8

Would anyone know of a reliable method (with mySQL or otherwise) to select rows in a database that contain Japanese characters? I have a lot of rows in my database, some of which only have alphanumeric characters, some of which have Japanese characters.

Rio
  • 14,182
  • 21
  • 67
  • 107
  • a simple `SELECT` does the job, so can you describe what your table is and what you're doing after the `SELECT` – Teneff Mar 19 '11 at 06:28
  • Is there any way to select a row that contains any Japanese character? – Rio Mar 19 '11 at 23:01
  • Can you give us the output from `SHOW CREATE TABLE table_name`, where `table_name` is the name of the table in question? Based on what is there, you may or may not be able to do this. – Charles Mar 20 '11 at 02:16
  • Japanese speaker here. In Japanese, while there are only 71 kana characters, there are over 50,000 kanji characters. Therefore it probably is not feasible to write a `SELECT` statement which matches over 50,000 different Japanese characters. – Leo Galleguillos Feb 04 '20 at 00:52

5 Answers5

10

Rules when you have problem with character sets:

  1. While creating database use utf8 encoding:

    CREATE DATABASE  _test DEFAULT CHARACTER SET utf8 COLLATE utf8_general_ci;
    
  2. Make sure all text fields (varchar and text) are using UTF-8:

    CREATE TABLE _test.test (
      id INT NOT NULL AUTO_INCREMENT,
      name VARCHAR(255) CHARACTER SET utf8 COLLATE utf8_general_ci NOT NULL,
      PRIMARY KEY (`id`)
    ) ENGINE = MyISAM;
    
  3. When you make a connection do this before you query/update the database:

    SET NAMES utf8;
    
  4. With phpMyAdmin - Choose UTF-8 when you login.

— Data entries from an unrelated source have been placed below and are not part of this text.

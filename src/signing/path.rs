//! Asset path normalization
//!
//! Callers identify an asset by its path in the media store, e.g.
//! `grid/IMG_1234.jpg`. The same asset is often written as `/grid/IMG_1234.jpg`
//! or with a version prefix `v1712345678/grid/IMG_1234.jpg`; all of these
//! normalize to one canonical form so the signed payload does not depend on
//! how the caller formatted the identifier.
//!
//! The path is untrusted. It is never touched as a filesystem path, but it is
//! embedded verbatim in the delivery URL, so anything that could change the
//! URL's meaning (traversal segments, query or fragment delimiters, control
//! characters, percent escapes) is rejected.

use std::fmt;

use crate::constants::MAX_ASSET_PATH_LENGTH;
use crate::error::IssueError;
use crate::security;

/// Message returned when the `path` parameter is absent or blank
pub const PATH_REQUIRED: &str = "Image path is required";

/// A validated, normalized asset path
#[derive(Debug, Clone, PartialEq, Eq, Hash)]
pub struct AssetPath(String);

impl AssetPath {
    /// Normalize and validate a caller-supplied asset path
    pub fn parse(raw: &str) -> Result<Self, IssueError> {
        let trimmed = raw.trim();
        if trimmed.is_empty() {
            return Err(IssueError::input(PATH_REQUIRED));
        }

        let normalized = normalize(trimmed);
        if normalized.is_empty() {
            return Err(IssueError::input("Image path must name an asset"));
        }

        if normalized.len() > MAX_ASSET_PATH_LENGTH {
            return Err(IssueError::input(format!(
                "Image path length {} exceeds limit {}",
                normalized.len(),
                MAX_ASSET_PATH_LENGTH
            )));
        }

        security::check_path_traversal(normalized)
            .map_err(|e| IssueError::input(format!("Invalid image path: {}", e)))?;

        if let Some(bad) = normalized.chars().find(|c| !is_path_char(*c)) {
            return Err(IssueError::input(format!(
                "Invalid image path: character {:?} is not allowed",
                bad
            )));
        }

        if normalized.split('/').any(|segment| segment.is_empty()) {
            return Err(IssueError::input(
                "Invalid image path: empty path segment",
            ));
        }

        Ok(AssetPath(normalized.to_string()))
    }

    pub fn as_str(&self) -> &str {
        &self.0
    }

    pub fn into_inner(self) -> String {
        self.0
    }
}

impl fmt::Display for AssetPath {
    fn fmt(&self, f: &mut fmt::Formatter<'_>) -> fmt::Result {
        f.write_str(&self.0)
    }
}

/// Strip leading slashes and a leading `v<digits>/` version segment
///
/// Performs no validation; see [`AssetPath::parse`].
pub fn normalize(raw: &str) -> &str {
    let without_slashes = raw.trim_start_matches('/');
    strip_version_prefix(without_slashes).trim_start_matches('/')
}

fn strip_version_prefix(path: &str) -> &str {
    let Some(rest) = path.strip_prefix('v') else {
        return path;
    };

    let digits = rest.bytes().take_while(|b| b.is_ascii_digit()).count();
    if digits == 0 {
        return path;
    }

    match rest[digits..].strip_prefix('/') {
        Some(remainder) => remainder,
        None => path,
    }
}

fn is_path_char(c: char) -> bool {
    c.is_ascii_alphanumeric()
        || matches!(c, '/' | '-' | '_' | '.' | '~' | '(' | ')' | '!' | '+' | '=' | '@' | ',')
}
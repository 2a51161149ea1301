// Configuration module

use regex::Regex;
use serde::{Deserialize, Serialize};
use std::path::Path;

use crate::constants::{
    ENV_ADDRESS, ENV_API_KEY, ENV_API_SECRET, ENV_CDN_HOST, ENV_CLOUD_NAME, ENV_PORT,
    LEGACY_ISSUE_PATH,
};
use crate::error::ConfigError;
use crate::signing::TransformSpec;

pub mod logging;
pub mod media;
pub mod server;

pub use logging::{LogFormat, LoggingConfig};
pub use media::MediaConfig;
pub use server::{SecurityLimitsConfig, ServerConfig};

#[derive(Debug, Clone, Default, Serialize, Deserialize)]
pub struct Config {
    #[serde(default)]
    pub server: ServerConfig,
    #[serde(default)]
    pub media: MediaConfig,
    #[serde(default)]
    pub logging: LoggingConfig,
}

impl Config {
    pub fn from_yaml_with_env(yaml: &str) -> Result<Self, ConfigError> {
        // Replace ${VAR_NAME} with environment variable values
        let re = Regex::new(r"\$\{([A-Z_][A-Z0-9_]*)\}")
            .map_err(|e| ConfigError::Invalid(e.to_string()))?;

        // First, check that all referenced environment variables exist
        for caps in re.captures_iter(yaml) {
            let var_name = &caps[1];
            if std::env::var(var_name).is_err() {
                return Err(ConfigError::MissingEnvVar(var_name.to_string()));
            }
        }

        let substituted = re.replace_all(yaml, |caps: &regex::Captures| {
            std::env::var(&caps[1]).unwrap_or_default()
        });

        let config: Config = serde_yaml::from_str(&substituted)?;
        Ok(config)
    }

    pub fn from_file<P: AsRef<Path>>(path: P) -> Result<Self, ConfigError> {
        let yaml = std::fs::read_to_string(path)?;
        Self::from_yaml_with_env(&yaml)
    }

    /// Build a configuration from defaults and the process environment
    pub fn from_env() -> Result<Self, ConfigError> {
        Self::from_lookup(|name| std::env::var(name).ok())
    }

    /// Build a configuration from defaults and an arbitrary variable source
    pub fn from_lookup<F>(lookup: F) -> Result<Self, ConfigError>
    where
        F: Fn(&str) -> Option<String>,
    {
        let mut config = Config::default();

        if let Some(address) = lookup(ENV_ADDRESS) {
            config.server.address = address;
        }
        if let Some(port) = lookup(ENV_PORT) {
            config.server.port = port.trim().parse().map_err(|_| ConfigError::InvalidEnvVar {
                name: ENV_PORT.to_string(),
                value: port.clone(),
            })?;
        }
        if let Some(cdn_host) = lookup(ENV_CDN_HOST) {
            config.media.cdn_host = cdn_host;
        }

        config.fill_credentials_from(lookup);
        Ok(config)
    }

    /// Load from a YAML file when given, otherwise from the environment
    ///
    /// Credential fields left empty by the file are taken from the
    /// environment.
    pub fn load(path: Option<&Path>) -> Result<Self, ConfigError> {
        match path {
            Some(path) => {
                let mut config = Self::from_file(path)?;
                config.fill_credentials_from(|name| std::env::var(name).ok());
                Ok(config)
            }
            None => Self::from_env(),
        }
    }

    fn fill_credentials_from<F>(&mut self, lookup: F)
    where
        F: Fn(&str) -> Option<String>,
    {
        let media = &mut self.media;
        for (slot, name) in [
            (&mut media.cloud_name, ENV_CLOUD_NAME),
            (&mut media.api_key, ENV_API_KEY),
            (&mut media.api_secret, ENV_API_SECRET),
        ] {
            if slot.as_deref().map_or(true, |v| v.trim().is_empty()) {
                *slot = lookup(name);
            }
        }
    }

    pub fn validate(&self) -> Result<(), ConfigError> {
        let server = &self.server;

        if server.port == 0 {
            return Err(ConfigError::Invalid("server.port cannot be 0".to_string()));
        }

        if server.threads == 0 {
            return Err(ConfigError::Invalid(
                "server.threads must be at least 1".to_string(),
            ));
        }

        if server.max_concurrent_requests == 0 {
            return Err(ConfigError::Invalid(
                "server.max_concurrent_requests must be at least 1".to_string(),
            ));
        }

        if !server.issue_path.starts_with('/') || server.issue_path.len() < 2 {
            return Err(ConfigError::Invalid(format!(
                "server.issue_path '{}' must start with / and name a path",
                server.issue_path
            )));
        }

        if matches!(server.issue_path.as_str(), "/health" | "/ready" | "/metrics") {
            return Err(ConfigError::Invalid(format!(
                "server.issue_path '{}' collides with a built-in endpoint",
                server.issue_path
            )));
        }

        let media = &self.media;

        for (field, value) in [
            ("media.cdn_host", media.cdn_host.as_str()),
            ("media.resource_type", media.resource_type.as_str()),
            ("media.delivery_type", media.delivery_type.as_str()),
        ] {
            if !is_url_token(value, true) {
                return Err(ConfigError::Invalid(format!(
                    "{} '{}' must be a non-empty host or path token",
                    field, value
                )));
            }
        }

        if let Some(cloud_name) = media.cloud_name.as_deref().map(str::trim) {
            if !cloud_name.is_empty() && !is_url_token(cloud_name, false) {
                return Err(ConfigError::Invalid(format!(
                    "media.cloud_name '{}' contains characters not allowed in a URL path",
                    cloud_name
                )));
            }
        }

        TransformSpec::parse(&media.default_transformation).map_err(|e| {
            ConfigError::Invalid(format!("media.default_transformation: {}", e))
        })?;

        Ok(())
    }

    /// Every path the signing endpoint answers on
    pub fn issue_paths(&self) -> Vec<String> {
        let mut paths = vec![self.server.issue_path.clone()];
        if self.server.issue_path != LEGACY_ISSUE_PATH {
            paths.push(LEGACY_ISSUE_PATH.to_string());
        }
        paths
    }
}

fn is_url_token(value: &str, allow_dot: bool) -> bool {
    !value.is_empty()
        && value
            .chars()
            .all(|c| c.is_ascii_alphanumeric() || c == '-' || c == '_' || (allow_dot && c == '.'))
}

  5. set web page encoding to utf-8 to make sure all post/get data will be in UTF-8 (or you'll have to since converting is painful..). PHP code (first line in the php file or at least before any output):

    header('Content-Type: text/html; charset=UTF-8');
    
  6. Make sure all your queries are written in UTF8 encoding. If using PHP:

6.1. If PHP supports code in UTF-8 - just write your files in UTF-8.

6.2. If php is compiled without UTF-8 support - convert your strings to UTF-8 like this:

    $str = mb_convert_encoding($str, 'UTF-8', '<put your file encoding here');
    $query = 'SELECT * FROM test WHERE name = "' . $str . '"';

That should make it work.

Channa
  • 742
  • 17
  • 28
NickSoft
  • 3,215
  • 5
  • 27
  • 48
2

Following on to the helpful answer NickSoft, i had to set the encoding on the db connection to get it to work.

&characterEncoding=UTF8

Then the SET NAMES utf8; seemed to be redundant

mart
  • 21
  • 1
0

As teneff stated, just use SELECT.

When installing MySQL, use UTF-8 as charset. Then, choosing utf8_general_ci as collation should do the work.

Maxime Pacary
  • 22,336
  • 11
  • 85
  • 113
0

As Frosty stated, just use SELECT.

Look up the lowest and highest valued Japanese characters in the Unicode charts at http://www.unicode.org/roadmaps/bmp/ and use REGEXP. It may use several different regions of characters to get the whole Japanese character set. As long as you use the UTF-8 charset and utf8_general_ci collation, you should be able to use a REGEXP '[a-gk-nt-z]' where a-g represents one range of Unicode characters from the charts, k-n represents another range, etc.

penguin359
  • 1,289
  • 13
  • 26
  • Actually, I think you'll want the utf8_bin collation method. This will compare the them byte-wise. In UTF-8, that will mean a higher Unicode value will always compare later. This way you can just look up the various ranges of Japanese characters in the Unicode charts and use the first and last character in each range inside []. – penguin359 Apr 01 '11 at 10:23
-1

There is limited number of japanese characters. You can search for these using

SELECT ... LIKE '%カ%'

Alternatively you can try their hexadecimal denomination -

SELECT ...LIKE CONCAT('%',CHAR(0x30ab),'%')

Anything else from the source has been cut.